## GOAL OF THE EXERCISE
Below this sentence is a listing; return exactly its lines from the one with "for citizen in top_citizens.iter()" to the one with "let pool = rewards.amount", both kept, and nothing more.

* * *

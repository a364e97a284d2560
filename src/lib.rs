#![no_std]


mod eligibility;
mod events;
mod storage_types;

use events::{
    AdminAddedEvent, AdminRemovedEvent, CitizenSubmittedEvent, RewardDistributedEvent,
    RewardLockedEvent, RewardRefundedEvent, RewardStoredEvent,
};
use storage_types::{
    DataKey, PersistentKey, RewardState, RewardsError, RewardsInfo, PARTICIPATION_POOL_PCT,
    TOP_REWARD_PCT, TTL_INSTANCE, TTL_PERSISTENT,
};

use soroban_sdk::{
    contract, contractimpl, panic_with_error, token, Address, BytesN, Env, Map, String, Vec,
};

#[contract]
pub struct RewardsContract;

#[contractimpl]
impl RewardsContract {
    /// One-time bootstrap. The owner is admitted as the first admin.
    /// `native_token` designates the asset whose facilitator-less deposit
    /// notices are ignored rather than rejected.
    pub fn initialize(env: Env, owner: Address, native_token: Address) {
        if env.storage().instance().has(&DataKey::Owner) {
            panic_with_error!(&env, RewardsError::AlreadyInitialized);
        }

        env.storage().instance().set(&DataKey::Owner, &owner);
        env.storage().instance().set(&DataKey::NativeToken, &native_token);
        set_admin(&env, &owner);

        extend_instance(&env);
    }

    /// Record a keyed deposit and take custody of the funds. Creates the
    /// campaign record in state `Opened`; the reward key must be fresh.
    pub fn deposit(
        env: Env,
        from: Option<Address>,
        token: Address,
        amount: i128,
        reward_key: Option<String>,
    ) {
        let facilitator = match from {
            Some(facilitator) => facilitator,
            None => {
                let native: Address = env.storage().instance().get(&DataKey::NativeToken).unwrap();
                if token == native {
                    // Native balance accrual carries no facilitator and is
                    // not a campaign deposit.
                    return;
                }
                panic_with_error!(&env, RewardsError::FacilitatorRequired);
            }
        };

        let reward_key = match reward_key {
            Some(key) => key,
            // Un-keyed deposits are not tracked as campaigns.
            None => return,
        };

        // Distribution multiplies the amount by whole-percent factors, so
        // anything above i128::MAX / 100 would trap there and wedge the
        // campaign.
        if amount <= 0 || amount > i128::MAX / 100 {
            panic_with_error!(&env, RewardsError::InvalidAmount);
        }
        if env
            .storage()
            .persistent()
            .has(&PersistentKey::Rewards(reward_key.clone()))
        {
            panic_with_error!(&env, RewardsError::RewardKeyExists);
        }

        facilitator.require_auth();
        let token_client = token::Client::new(&env, &token);
        token_client.transfer(&facilitator, &env.current_contract_address(), &amount);

        let rewards = RewardsInfo {
            facilitator: facilitator.clone(),
            token: token.clone(),
            amount,
            state: RewardState::Opened,
        };
        put_rewards(&env, &reward_key, &rewards);
        extend_instance(&env);

        events::emit_reward_stored(
            &env,
            RewardStoredEvent {
                reward_key,
                facilitator,
                token,
                amount,
            },
        );
    }

    /// Mark the eligible citizens for a campaign. Only possible while the
    /// campaign is still `Opened`; resubmission is idempotent.
    pub fn submit_citizens(env: Env, admin: Address, reward_key: String, citizens: Vec<Address>) {
        require_admin(&env, &admin);

        if citizens.is_empty() {
            panic_with_error!(&env, RewardsError::EmptyCitizenList);
        }

        let rewards = get_rewards(&env, &reward_key);
        if rewards.state != RewardState::Opened {
            panic_with_error!(&env, RewardsError::RewardsNotOpen);
        }

        for citizen in citizens.iter() {
            eligibility::mark_eligible(&env, &citizen, &reward_key);
        }
        extend_instance(&env);

        events::emit_citizen_submitted(&env, CitizenSubmittedEvent { reward_key });
    }

    /// Close the eligibility ledger: `Opened` -> `Locked`. Locking a
    /// campaign in any other state fails.
    pub fn lock_rewards(env: Env, admin: Address, reward_key: String) {
        require_admin(&env, &admin);

        let mut rewards = get_rewards(&env, &reward_key);
        if rewards.state != RewardState::Opened {
            panic_with_error!(&env, RewardsError::RewardsNotOpen);
        }

        rewards.state = RewardState::Locked;
        put_rewards(&env, &reward_key, &rewards);
        extend_instance(&env);

        events::emit_reward_locked(&env, RewardLockedEvent { reward_key });
    }

    /// Return the full original amount to the facilitator and close the
    /// campaign. Rejected once the campaign is refunded or distributed.
    pub fn refund(env: Env, admin: Address, reward_key: String) {
        require_admin(&env, &admin);

        let mut rewards = get_rewards(&env, &reward_key);
        match rewards.state {
            RewardState::Refunded => panic_with_error!(&env, RewardsError::AlreadyRefunded),
            RewardState::Distributed => panic_with_error!(&env, RewardsError::AlreadyDistributed),
            _ => {}
        }

        let token_client = token::Client::new(&env, &rewards.token);
        if token_client
            .try_transfer(
                &env.current_contract_address(),
                &rewards.facilitator,
                &rewards.amount,
            )
            .is_err()
        {
            panic_with_error!(&env, RewardsError::RefundFailed);
        }

        rewards.state = RewardState::Refunded;
        put_rewards(&env, &reward_key, &rewards);
        extend_instance(&env);

        events::emit_reward_refunded(
            &env,
            RewardRefundedEvent {
                reward_key,
                facilitator: rewards.facilitator,
                state: rewards.state,
            },
        );
    }

    /// Pay the two reward tiers out of the original deposit: a flat 10%
    /// bonus per eligible top-tier citizen and an even split of a 50% pool
    /// across the full-participation tier. Citizens without an eligibility
    /// marker are skipped, as is any citizen whose transfer fails; the
    /// campaign still advances to `Distributed` and the event payload
    /// records who was actually paid. The remainder stays in custody.
    pub fn distribute_rewards(
        env: Env,
        admin: Address,
        reward_key: String,
        top_citizens: Vec<Address>,
        full_participation: Vec<Address>,
    ) {
        require_admin(&env, &admin);

        let mut rewards = get_rewards(&env, &reward_key);
        match rewards.state {
            RewardState::Refunded => panic_with_error!(&env, RewardsError::AlreadyRefunded),
            RewardState::Distributed => panic_with_error!(&env, RewardsError::AlreadyDistributed),
            _ => {}
        }
        if full_participation.is_empty() {
            panic_with_error!(&env, RewardsError::EmptyCitizenList);
        }

        let token_client = token::Client::new(&env, &rewards.token);
        let custody = env.current_contract_address();
        let mut rewarded: Map<Address, i128> = Map::new(&env);

        let top_reward = rewards.amount * TOP_REWARD_PCT / 100;
        for citizen in top_citizens.iter() {
            if !eligibility::is_eligible(&env, &citizen, &reward_key) {
                continue;
            }
            // A failed transfer skips this citizen only; the rest of the
            // batch continues.
            if token_client
                .try_transfer(&custody, &citizen, &top_reward)
                .is_ok()
            {
                rewarded.set(citizen, top_reward);
            }
        }

        let pool = rewards.amount * PARTICIPATION_POOL_PCT / 100;
        let share = pool / full_participation.len() as i128;
        for citizen in full_participation.iter() {
            if !eligibility::is_eligible(&env, &citizen, &reward_key) {
                continue;
            }
            if token_client.try_transfer(&custody, &citizen, &share).is_ok() {
                rewarded.set(citizen, share);
            }
        }

        rewards.state = RewardState::Distributed;
        put_rewards(&env, &reward_key, &rewards);
        extend_instance(&env);

        events::emit_reward_distributed(
            &env,
            RewardDistributedEvent {
                reward_key,
                rewarded,
            },
        );
    }

    /// Admit an identity to the admin set. Owner only.
    pub fn add_admin(env: Env, admin: Address) {
        let owner = read_owner(&env);
        owner.require_auth();

        set_admin(&env, &admin);
        extend_instance(&env);

        events::emit_admin_added(&env, AdminAddedEvent { admin });
    }

    /// Remove an identity from the admin set. Owner only.
    pub fn remove_admin(env: Env, admin: Address) {
        let owner = read_owner(&env);
        owner.require_auth();

        env.storage()
            .persistent()
            .remove(&PersistentKey::Admin(admin.clone()));
        extend_instance(&env);

        events::emit_admin_removed(&env, AdminRemovedEvent { admin });
    }

    /// Replace the executable code in place. Owner only.
    pub fn upgrade(env: Env, new_wasm_hash: BytesN<32>) {
        let owner = read_owner(&env);
        owner.require_auth();

        env.deployer().update_current_contract_wasm(new_wasm_hash);
    }

    /// View functions
    pub fn owner(env: Env) -> Address {
        read_owner(&env)
    }

    pub fn is_admin(env: Env, admin: Address) -> bool {
        env.storage()
            .persistent()
            .has(&PersistentKey::Admin(admin))
    }

    pub fn get_rewards(env: Env, reward_key: String) -> RewardsInfo {
        get_rewards(&env, &reward_key)
    }
}

// Helper functions
fn extend_instance(e: &Env) {
    e.storage().instance().extend_ttl(TTL_INSTANCE, TTL_INSTANCE);
}

fn read_owner(e: &Env) -> Address {
    e.storage().instance().get(&DataKey::Owner).unwrap()
}

fn get_rewards(e: &Env, reward_key: &String) -> RewardsInfo {
    e.storage()
        .persistent()
        .get(&PersistentKey::Rewards(reward_key.clone()))
        .unwrap_or_else(|| panic_with_error!(e, RewardsError::RewardsNotFound))
}

fn put_rewards(e: &Env, reward_key: &String, rewards: &RewardsInfo) {
    let key = PersistentKey::Rewards(reward_key.clone());
    e.storage().persistent().set(&key, rewards);
    e.storage()
        .persistent()
        .extend_ttl(&key, TTL_PERSISTENT, TTL_PERSISTENT);
}

fn set_admin(e: &Env, admin: &Address) {
    let key = PersistentKey::Admin(admin.clone());
    e.storage().persistent().set(&key, admin);
    e.storage()
        .persistent()
        .extend_ttl(&key, TTL_PERSISTENT, TTL_PERSISTENT);
}

fn require_admin(e: &Env, admin: &Address) {
    admin.require_auth();
    if !e
        .storage()
        .persistent()
        .has(&PersistentKey::Admin(admin.clone()))
    {
        panic_with_error!(e, RewardsError::NotAuthorized);
    }
}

* * *

## ANSWER FOR THE TASK
        for citizen in top_citizens.iter() {
            if !eligibility::is_eligible(&env, &citizen, &reward_key) {
                continue;
            }
            // A failed transfer skips this citizen only; the rest of the
            // batch continues.
            if token_client
                .try_transfer(&custody, &citizen, &top_reward)
                .is_ok()
            {
                rewarded.set(citizen, top_reward);
            }
        }

        let pool = rewards.amount * PARTICIPATION_POOL_PCT / 100;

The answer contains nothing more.